Date: Dec. 2005
This is a homework, in the digital signal processing specialization direction, in the university. My task is, to write assembly programs, to an existing DSP card, to implement an FSK modem. And also is my task, to write a control software to PC, in c language, under DOS.
The block diagrams are shown here:
Inside the transmitter, the modulator is a numerically controlled oscillator. This is simply a lookup table (sine wave table) reader routine. The reading step between the following samples, depends on the actual bit value, in a bitstream. An UART implementation makes the bitstream, from the stored data, in the data FIFO buffer. A main routine puts the data into the buffer. As transmit filter, i used 127th order FIR filters. All filters in the project, are the same type.
In the receiver, there is a receiv-filter. This is exactly the same, as the transmit-filter. Other modules are the inverse of the modules, in the transmitter, exept the demodulator. The demodulator has a delay. This delay has to have a period time, equal to the carryer’s period. It can be some other values, but in those cases, the output DC level will be different.
I tried to simulate the demodulator in the Commsim2001 communications-system simulator-software.
see the output of the multiplier (with some unwanted noises), and the
filtered output, after the LPF. This last one is the original modulator
signal, shifted with a DC level.
You can see the output of the multiplier (with some unwanted noises), and the filtered output, after the LPF. This last one is the original modulator signal, shifted with a DC level.

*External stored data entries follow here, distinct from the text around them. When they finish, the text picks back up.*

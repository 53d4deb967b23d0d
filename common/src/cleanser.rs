//! 名称クレンジングモジュール
//!
//! サプライヤー名・荷受人名の表記ゆれを吸収するため、
//! 小文字化・アクセント除去・記号除去・法人格語の削除を行う。
//!
//! ## 処理フロー
//! 1. 小文字化
//! 2. NFD分解して結合文字（アクセント）を除去
//! 3. 分解できない文字の置換（ß → ss など）
//! 4. 区切り記号は空白、その他の記号は削除
//! 5. 法人格語（gmbh, inc, llc …）をトークン単位で削除

use unicode_normalization::char::is_combining_mark;
use unicode_normalization::UnicodeNormalization;

/// 既定の法人格語（複数語のものは空白区切り）
pub const DEFAULT_STOPWORDS: &[&str] = &[
    "gmbh co kg",
    "gmbh cokg",
    "gmbh co",
    "gmbh",
    "gmb",
    "gmh",
    "ltd",
    "sp z o o",
    "spz",
    "sp",
    "sas",
    "sa",
    "ab",
    "nv",
    "ag",
    "bv",
    "se",
    "kg",
    "inc",
    "llc",
];

/// 単語の区切りとして扱う記号
const SEPARATORS: &[char] = &['/', '-', '_', '&', '+', '\\', '|'];

lazy_static::lazy_static! {
    static ref DEFAULT_CLEANSER: TextCleanser = TextCleanser::default();
}

/// 名称クレンザー
///
/// 法人格語リストを保持する。リストは外部設定から差し替え可能。
#[derive(Debug, Clone, PartialEq, Eq)]
pub struct TextCleanser {
    /// トークン列に分解済みの法人格語（長い順）
    stopwords: Vec<Vec<String>>,
}

impl Default for TextCleanser {
    fn default() -> Self {
        Self::new(DEFAULT_STOPWORDS.iter().copied())
    }
}

impl TextCleanser {
    /// 法人格語リストを指定して作成
    ///
    /// 法人格語自体も同じ規則で正規化するため、"GmbH & Co. KG" のように
    /// 表記しても "gmbh co kg" として登録される。
    pub fn new<I, S>(stopwords: I) -> Self
    where
        I: IntoIterator<Item = S>,
        S: AsRef<str>,
    {
        let mut phrases: Vec<Vec<String>> = Vec::new();
        for word in stopwords {
            let tokens = tokenize(word.as_ref());
            if !tokens.is_empty() && !phrases.contains(&tokens) {
                phrases.push(tokens);
            }
        }
        // 最長一致を優先
        phrases.sort_by(|a, b| b.len().cmp(&a.len()));

        Self { stopwords: phrases }
    }

    /// 既定リストに追加の法人格語を加えて作成
    pub fn with_extra_stopwords<I, S>(extra: I) -> Self
    where
        I: IntoIterator<Item = S>,
        S: AsRef<str>,
    {
        let mut words: Vec<String> = DEFAULT_STOPWORDS.iter().map(|s| s.to_string()).collect();
        words.extend(extra.into_iter().map(|s| s.as_ref().to_string()));
        Self::new(words)
    }

    /// 登録済みの法人格語（空白区切り）
    pub fn stopwords(&self) -> Vec<String> {
        self.stopwords.iter().map(|p| p.join(" ")).collect()
    }

    /// 名称をクレンジングする
    pub fn clean(&self, raw: &str) -> String {
        let mut tokens = tokenize(raw);

        // 削除で新たに法人格語が隣接する場合があるため、変化がなくなるまで繰り返す
        loop {
            let before = tokens.len();
            tokens = self.strip_stopwords(tokens);
            if tokens.len() == before {
                break;
            }
        }

        tokens.join(" ")
    }

    fn strip_stopwords(&self, tokens: Vec<String>) -> Vec<String> {
        let mut kept = Vec::with_capacity(tokens.len());
        let mut i = 0;

        while i < tokens.len() {
            let matched = self
                .stopwords
                .iter()
                .find(|phrase| tokens[i..].starts_with(phrase.as_slice()));

            match matched {
                Some(phrase) => i += phrase.len(),
                None => {
                    kept.push(tokens[i].clone());
                    i += 1;
                }
            }
        }

        kept
    }
}

/// 既定の法人格語リストでクレンジングする
pub fn clean(raw: &str) -> String {
    DEFAULT_CLEANSER.clean(raw)
}

/// クレンジング済み文字列を単語ごとに先頭大文字化する
///
/// 照合できなかった名称の表示用。
pub fn title_case(text: &str) -> String {
    text.split_whitespace()
        .map(|word| {
            let mut chars = word.chars();
            match chars.next() {
                Some(first) => first.to_uppercase().chain(chars).collect::<String>(),
                None => String::new(),
            }
        })
        .collect::<Vec<_>>()
        .join(" ")
}

/// 文字単位の正規化を行い、トークンに分割する
///
/// 置換はNFD分解後の文字に適用する（"ǿ" → "ø" + 結合文字 → "o"）。
fn tokenize(raw: &str) -> Vec<String> {
    let lowered = raw.to_lowercase();

    let mut normalized = String::with_capacity(lowered.len());
    for c in lowered.nfd() {
        if is_combining_mark(c) {
            continue;
        }
        if let Some(replacement) = transliterate(c) {
            normalized.push_str(replacement);
        } else if c.is_alphanumeric() {
            normalized.push(c);
        } else if c.is_whitespace() || SEPARATORS.contains(&c) {
            normalized.push(' ');
        }
        // その他の記号は削除
    }

    normalized.split_whitespace().map(|s| s.to_string()).collect()
}

/// NFDで分解されない文字の置換
fn transliterate(c: char) -> Option<&'static str> {
    match c {
        'ß' => Some("ss"),
        'ø' => Some("o"),
        'æ' => Some("ae"),
        'œ' => Some("oe"),
        'ł' => Some("l"),
        'đ' => Some("d"),
        'þ' => Some("th"),
        'ı' => Some("i"),
        _ => None,
    }
}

I choose a carrier frequency of 2400Hz and a sample rate of 9600Hz. This two values must be in this relation (1/4). The data rate is 200bps. Wery slow. The frreqencies of the MARK/SPACE are 2400+/- 600Hz: 1800/3000Hz. The transmitter produces only the mark and the space frequencies, but not the carryer freq.
The FIR filters:
Two band-pass and a low-pass filter. 127th order raised cosine, equiripple, non-windowed.
The UARTs are difficult state machines. I have chosen this UART-solution because it solves the byte and bit detection problems. These are also in the DSP’s software
The transmitter and the receiver can run on the same DSP, almost independently. If somebody wants, he/she can put more channels on the same DSP.
The user interface:
Here is a screenshot of the application software:
This is a simple chat program. It uses the DSP card. It writes to/read from the DSP’s memory, where the handshaking and data variables are.